On Monday, December 1, 2025, the Faculty of Security Studies, together with the School of Political Science and International Relations of Tongji University (Shanghai, China), organized a one-day International Student Forum on the topic “Evolution of International Order and Global/Regional Governance”. At the forum, fifteen masters and doctoral students from Tongji University, as well as eight masters students from the Faculty of Security Studies, presented their research in the field of international security, geopolitics and strategic studies.

At the opening of the conference, introductory remarks were given by Professor Zhong Zhenming, Vice Dean of the School of Political Science and International Relations, and Professor Mladen Milošević, Dean of the Faculty of Security. Welcoming the initiative to organize an international forum where master and doctoral students from different countries will be able to exchange their views, the Dean and Vice-Dean emphasized that in light of the profound changes in the global landscape, young researchers should intensify dialogue, join forces and contribute to the development of just global and regional governance.

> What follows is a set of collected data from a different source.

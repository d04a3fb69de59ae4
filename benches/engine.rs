use criterion::{criterion_group, criterion_main, Criterion, Throughput};
use std::hint::black_box;

use intcode::interpreter::engine::Computer;
use intcode::memory::Word;
use intcode::pipeline::Pipeline;

/// Counts the input value down to zero, then outputs it
const COUNTDOWN: [Word; 12] = [3, 100, 1001, 100, -1, 100, 1005, 100, 2, 4, 100, 99];

const FEEDBACK: [Word; 29] = [
    3, 26, 1001, 26, -4, 26, 3, 27, 1002, 27, 2, 27, 1, 27, 26, 27, 4, 27, 1001, 28, -1, 28, 1005,
    28, 6, 99, 0, 0, 5,
];

fn run_countdown(computer: &mut Computer, n: Word) -> Vec<Word> {
    computer.reset();
    computer.push_input(n);
    computer.run().expect("countdown failed");
    computer.drain_output()
}

pub fn criterion_benchmark(c: &mut Criterion) {
    c.bench_function("reset", |b| {
        let mut computer = Computer::new(&FEEDBACK[..]);
        b.iter(|| computer.reset())
    });

    for n in [1_000, 100_000] {
        let mut group = c.benchmark_group(format!("countdown_{}", n));
        let mut computer = Computer::new(&COUNTDOWN[..]);

        // IN, then ADD + JNZ per iteration, then OUT + HLT
        let cycles = 2 * n as u64 + 3;
        group.throughput(Throughput::Elements(cycles));
        group.bench_function("run", |b| {
            b.iter(|| run_countdown(&mut computer, black_box(n)))
        });
        group.finish();
    }

    let mut group = c.benchmark_group("pipeline");
    group.bench_function("feedback", |b| {
        b.iter(|| {
            let mut pipeline = Pipeline::new(&FEEDBACK[..], 5).expect("pipeline failed");
            pipeline
                .set_phases(black_box(&[9, 8, 7, 6, 5]))
                .expect("phase setup failed");
            pipeline.run_feedback(0).expect("feedback failed")
        })
    });
    group.finish();
}

criterion_group!(benches, criterion_benchmark);
criterion_main!(benches);
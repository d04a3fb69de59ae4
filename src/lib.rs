//! # Introduction
//!
//! An Intcode virtual machine: a linear memory of signed 64-bit integers,
//! executed one instruction at a time, with blocking input and buffered
//! output. A terminal step debugger built with
//! [ratatui](https://docs.rs/ratatui) records every cycle and lets you move
//! forward and backward through the execution.
//!
//! ## Architecture
//!
//! ```text
//! Program text → Program → Computer (Memory + Decoder + Engine) → output
//!                                 ↓
//!                       History (Snapshots) → TUI
//! ```
//!
//! 1. [`program`]: parses comma-separated program text into an immutable
//!    [`program::Program`].
//! 2. [`memory`]: the dense-plus-extended word store.
//! 3. [`interpreter`]: decoder, the [`interpreter::engine::Computer`]
//!    itself, and the recording [`interpreter::history::History`].
//! 4. [`snapshot`]: bounded snapshot storage used by the history.
//! 5. [`pipeline`]: runs several machines chained output-to-input.
//! 6. [`ui`]: ratatui-based debugger; not part of the stable library API.
//!
//! ## Instruction set
//!
//! `ADD`(1) `MUL`(2) `IN`(3) `OUT`(4) `JNZ`(5) `JZ`(6) `LT`(7) `EQ`(8)
//! `ARB`(9) `HLT`(99), with position, immediate and relative parameter modes.
//!
//! ```
//! use intcode::interpreter::engine::{Computer, RunState};
//!
//! let mut computer = Computer::new(vec![3, 0, 4, 0, 99]);
//! computer.push_input(42);
//! assert_eq!(computer.run().unwrap(), RunState::Halted);
//! assert_eq!(computer.drain_output(), vec![42]);
//! ```

pub mod interpreter;
pub mod logger;
pub mod memory;
pub mod pipeline;
pub mod program;
pub mod snapshot;
pub mod ui;
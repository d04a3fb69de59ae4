//! Error types for the Intcode machine
//!
//! This module defines [`VmError`], which represents every fatal condition the
//! machine can hit while executing, plus the errors of the two hosts layered
//! on top of it: [`HistoryError`] for the recording debugger and
//! [`PipelineError`] for chained machines.
//!
//! Running out of input is *not* an error. It is the
//! [`RunState::WaitingForInput`] transition, recoverable by pushing input and
//! calling [`Computer::resume`](super::engine::Computer::resume).
//!
//! All [`VmError`]s are fatal: the current `run()`/`cycle()` call aborts and the
//! machine must be reset before it can be trusted again.

use super::engine::RunState;
use crate::memory::{Address, Word};
use thiserror::Error;

/// Fatal errors raised while decoding or executing an instruction
#[derive(Debug, Clone, PartialEq, Eq, Error)]
pub enum VmError {
    /// The low two digits of an instruction word name no registered instruction
    #[error("invalid opcode {opcode} at address {address}")]
    InvalidOpcode { opcode: Word, address: Address },

    /// A parameter mode digit is not 0 (position), 1 (immediate) or 2 (relative)
    #[error("invalid mode {mode} for parameter {parameter} of instruction at address {address}")]
    InvalidParameterMode {
        mode: Word,
        parameter: usize,
        address: Address,
    },

    /// Operation not permitted in the machine's current run state
    #[error("cannot {operation} while {state}")]
    InvalidState {
        state: RunState,
        operation: &'static str,
    },

    /// A resolved operand address or jump target is negative
    #[error("negative address {value}")]
    NegativeAddress { value: Word },

    /// Result does not fit a signed 64-bit word
    #[error("integer overflow in {operation} at address {address}")]
    ArithmeticOverflow {
        operation: &'static str,
        address: Address,
    },
}

/// Errors from stepping through a recorded execution history
#[derive(Debug, Clone, PartialEq, Eq, Error)]
pub enum HistoryError {
    #[error("already at the first recorded step")]
    AtStart,

    #[error("already at the last recorded step")]
    AtEnd,

    #[error("snapshot memory limit exceeded: {current} bytes used, limit is {limit}")]
    SnapshotLimitExceeded { current: usize, limit: usize },

    /// Input can only be supplied at the end of history while the machine waits for it
    #[error("machine is not waiting for input")]
    NotAwaitingInput,

    #[error(transparent)]
    Vm(#[from] VmError),
}

/// Errors from driving a chain of machines
#[derive(Debug, Clone, PartialEq, Eq, Error)]
pub enum PipelineError {
    #[error("pipeline has no stages")]
    EmptyPipeline,

    #[error("expected {expected} phase settings, got {got}")]
    PhaseCountMismatch { expected: usize, got: usize },

    #[error("stage {stage} produced no output")]
    NoOutput { stage: usize },

    #[error("stage {stage} failed: {source}")]
    Vm {
        stage: usize,
        #[source]
        source: VmError,
    },
}
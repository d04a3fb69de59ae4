//! Chained machines
//!
//! A [`Pipeline`] runs N independent [`Computer`]s built from the same program,
//! feeding each stage's output into the next stage's input. Nothing runs
//! concurrently: the pipeline is an ordinary host loop that drains one
//! machine, pushes into the next, and resumes it.
//!
//! ```text
//!  signal ─▶ [0] ─▶ [1] ─▶ ... ─▶ [N-1] ─▶ result
//!             ▲                     │
//!             └──── feedback mode ──┘
//! ```

use crate::interpreter::engine::{Computer, RunState};
use crate::interpreter::errors::PipelineError;
use crate::memory::Word;
use crate::program::Program;
use tracing::debug;

pub struct Pipeline {
    stages: Vec<Computer>,
}

impl Pipeline {
    /// Build `stages` machines, each primed with its own copy of `program`
    pub fn new(program: impl Into<Program>, stages: usize) -> Result<Self, PipelineError> {
        if stages == 0 {
            return Err(PipelineError::EmptyPipeline);
        }
        let program = program.into();
        Ok(Pipeline {
            stages: (0..stages).map(|_| Computer::new(program.clone())).collect(),
        })
    }

    /// Load a new program into every stage
    pub fn load(&mut self, program: impl Into<Program>) {
        let program = program.into();
        for stage in &mut self.stages {
            stage.load(program.clone());
        }
    }

    /// Reset every stage to its freshly loaded state
    pub fn reset(&mut self) {
        for stage in &mut self.stages {
            stage.reset();
        }
    }

    /// Queue one phase setting as the first input of each stage
    pub fn set_phases(&mut self, phases: &[Word]) -> Result<(), PipelineError> {
        if phases.len() != self.stages.len() {
            return Err(PipelineError::PhaseCountMismatch {
                expected: self.stages.len(),
                got: phases.len(),
            });
        }
        for (stage, &phase) in self.stages.iter_mut().zip(phases) {
            stage.push_input(phase);
        }
        Ok(())
    }

    /// Pass `signal` through every stage once, in order
    ///
    /// Each stage runs until it halts or blocks; its last output becomes the
    /// next stage's input. Returns the last stage's final output.
    pub fn run_series(&mut self, signal: Word) -> Result<Word, PipelineError> {
        let mut signal = signal;
        for (index, stage) in self.stages.iter_mut().enumerate() {
            signal = Self::advance(index, stage, signal)?
                .ok_or(PipelineError::NoOutput { stage: index })?;
        }
        Ok(signal)
    }

    /// Loop `signal` through the stages, last feeding first, until the last halts
    ///
    /// Returns the last value the final stage produced. If a stage halts
    /// without producing output the loop ends early with the previous result.
    pub fn run_feedback(&mut self, signal: Word) -> Result<Word, PipelineError> {
        let mut signal = signal;
        let mut result = signal;
        let last = self.stages.len() - 1;

        for round in 1.. {
            for (index, stage) in self.stages.iter_mut().enumerate() {
                signal = match Self::advance(index, stage, signal)? {
                    Some(value) => value,
                    None => {
                        debug!(round, stage = index, "feedback ended without output");
                        return Ok(result);
                    }
                };
            }
            result = signal;

            if self.stages[last].is_halted() {
                debug!(round, result, "feedback loop halted");
                break;
            }
        }
        Ok(result)
    }

    /// Deliver `signal` to one stage and run it until it stops
    fn advance(
        index: usize,
        stage: &mut Computer,
        signal: Word,
    ) -> Result<Option<Word>, PipelineError> {
        stage.push_input(signal);
        let state = stage
            .resume()
            .map_err(|source| PipelineError::Vm { stage: index, source })?;
        let output = stage.drain_output();
        debug!(stage = index, %state, produced = output.len(), "stage stopped");
        Ok(output.last().copied())
    }

    pub fn stages(&self) -> &[Computer] {
        &self.stages
    }

    pub fn len(&self) -> usize {
        self.stages.len()
    }

    pub fn is_empty(&self) -> bool {
        self.stages.is_empty()
    }

    /// Whether every stage has halted
    pub fn is_halted(&self) -> bool {
        self.stages.iter().all(|s| s.state() == RunState::Halted)
    }
}
//! Output pane rendering

use super::{clamp_scroll, pane_block};
use crate::memory::Word;
use crate::snapshot::OutputLog;
use crate::ui::theme::DEFAULT_THEME;
use ratatui::{
    layout::Rect,
    style::Style,
    text::{Line, Span},
    widgets::{List, ListItem, Padding, Paragraph},
    Frame,
};

/// Printable ASCII rendering of an output value, if it has one
fn ascii_hint(value: Word) -> Option<String> {
    match u8::try_from(value).ok().map(char::from) {
        Some('\n') => Some("'\\n'".to_string()),
        Some(c) if c.is_ascii_graphic() || c == ' ' => Some(format!("'{}'", c)),
        _ => None,
    }
}

/// Render the output pane
pub fn render_output_pane(
    frame: &mut Frame,
    area: Rect,
    output: &OutputLog,
    is_focused: bool,
    scroll_offset: &mut usize,
) {
    let title = format!(" Output ({}) ", output.len());
    let block = pane_block(&title, is_focused);

    if output.is_empty() {
        let paragraph = Paragraph::new("(no output)")
            .block(block)
            .style(Style::default().fg(DEFAULT_THEME.comment));
        frame.render_widget(paragraph, area);
        return;
    }

    let block = block.padding(Padding::new(1, 0, 0, 0));
    let all_items: Vec<ListItem> = output
        .lines
        .iter()
        .map(|line| {
            let mut spans = vec![
                Span::styled(
                    format!("{:>8} ", format!("@{}", line.cycle)),
                    Style::default().fg(DEFAULT_THEME.comment),
                ),
                Span::styled(
                    line.value.to_string(),
                    Style::default().fg(DEFAULT_THEME.number),
                ),
            ];
            if let Some(hint) = ascii_hint(line.value) {
                spans.push(Span::styled(
                    format!("  {}", hint),
                    Style::default().fg(DEFAULT_THEME.secondary),
                ));
            }
            ListItem::new(Line::from(spans))
        })
        .collect();

    let visible_height = area.height.saturating_sub(2).max(1) as usize;
    clamp_scroll(scroll_offset, all_items.len(), visible_height);

    let visible_items: Vec<ListItem> = all_items
        .into_iter()
        .skip(*scroll_offset)
        .take(visible_height)
        .collect();

    frame.render_widget(List::new(visible_items).block(block), area);
}

#[cfg(test)]
mod tests {
    use super::ascii_hint;

    #[test]
    fn test_ascii_hint() {
        assert_eq!(ascii_hint(72), Some("'H'".to_string()));
        assert_eq!(ascii_hint(10), Some("'\\n'".to_string()));
        assert_eq!(ascii_hint(32), Some("' '".to_string()));
        assert_eq!(ascii_hint(7), None);
        assert_eq!(ascii_hint(-1), None);
        assert_eq!(ascii_hint(1219070632396864), None);
    }
}
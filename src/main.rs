// intcode: Intcode virtual machine with a time-travel debugger

use std::io;
use std::path::PathBuf;
use std::process::ExitCode;

use clap::Parser;
use crossterm::{
    execute,
    terminal::{disable_raw_mode, enable_raw_mode, EnterAlternateScreen, LeaveAlternateScreen},
};
use ratatui::{backend::CrosstermBackend, Terminal};

use intcode::interpreter::engine::{Computer, RunState};
use intcode::interpreter::history::History;
use intcode::logger::setup_logger;
use intcode::memory::Word;
use intcode::program::Program;
use intcode::ui::App;

/// Default cap on snapshot memory (1 GiB)
const DEFAULT_SNAPSHOT_LIMIT: usize = 1024 * 1024 * 1024;

#[derive(Parser, Debug)]
#[command(version, about = "Run and step through Intcode programs")]
struct Args {
    /// Program file: comma separated integers, `#` starts a comment
    program: PathBuf,

    /// Values queued as input before execution, e.g. `-i 5` or `-i 1,-2,3`
    #[arg(short, long, value_delimiter = ',', allow_hyphen_values = true)]
    input: Vec<Word>,

    /// Run to completion and print outputs instead of opening the debugger
    #[arg(long)]
    headless: bool,

    /// Maximum bytes of snapshot history kept by the debugger
    #[arg(long, default_value_t = DEFAULT_SNAPSHOT_LIMIT)]
    snapshot_limit: usize,
}

fn main() -> Result<ExitCode, Box<dyn std::error::Error>> {
    let args = Args::parse();
    setup_logger();

    let program = match Program::load(&args.program) {
        Ok(program) => program,
        Err(e) => {
            eprintln!("Error: {}: {}", args.program.display(), e);
            return Ok(ExitCode::FAILURE);
        }
    };
    eprintln!("Loaded {} ({} words)", args.program.display(), program.len());

    let mut computer = Computer::new(program);
    computer.extend_input(args.input.iter().copied());

    if args.headless {
        return Ok(run_headless(computer));
    }

    let mut history = History::new(computer, args.snapshot_limit)?;
    eprintln!("Executing program...");
    match history.record() {
        Ok(state) => {
            eprintln!("Execution stopped: machine {}.", state);
            eprintln!("Total snapshots: {}", history.total_snapshots());
        }
        Err(e) => {
            eprintln!("Runtime error: {}", e);
            eprintln!("Entering TUI with partial execution history...");
        }
    }
    history.rewind_to_start();

    // Set up terminal
    enable_raw_mode()?;
    let mut stdout = io::stdout();
    execute!(stdout, EnterAlternateScreen)?;
    let backend = CrosstermBackend::new(stdout);
    let mut terminal = Terminal::new(backend)?;

    let mut app = App::new(history);
    let res = app.run(&mut terminal);

    // Restore terminal
    disable_raw_mode()?;
    execute!(terminal.backend_mut(), LeaveAlternateScreen)?;
    terminal.show_cursor()?;

    if let Err(err) = res {
        eprintln!("Error: {:?}", err);
        return Ok(ExitCode::FAILURE);
    }

    Ok(ExitCode::SUCCESS)
}

/// Run without the debugger, printing one output value per line
fn run_headless(mut computer: Computer) -> ExitCode {
    let result = computer.run();
    for value in computer.drain_output() {
        println!("{}", value);
    }

    match result {
        Ok(RunState::Halted) => ExitCode::SUCCESS,
        Ok(state) => {
            eprintln!(
                "Machine stopped at pc {}: {}. Supply more values with --input.",
                computer.pc(),
                state
            );
            ExitCode::FAILURE
        }
        Err(e) => {
            eprintln!("Runtime error: {}", e);
            ExitCode::FAILURE
        }
    }
}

The forum was organized into four panels dedicated to global governance, the European Union and the United States, the Balkans and other regions of the world, covering both the strategies of great powers in the current evolution of the international order – such as China, the United States and the European Union, as well as regional powers and small states – from Mexico, Iran, Saudi Arabia and the Balkan states. After the end of the panels, professors of the School of Political Science and International Relations – Prof. Dr. Song Lilei and Prof. Dr. Cheng Yu, as well as professors of the Faculty of Security – Prof. Dr. Vladimir Eisenhamer and Assoc. Dr. Mihajlo Kopanja provided reflections on students’ presentations, concluding that the practice of holding the International Student Forum should become an annual tradition.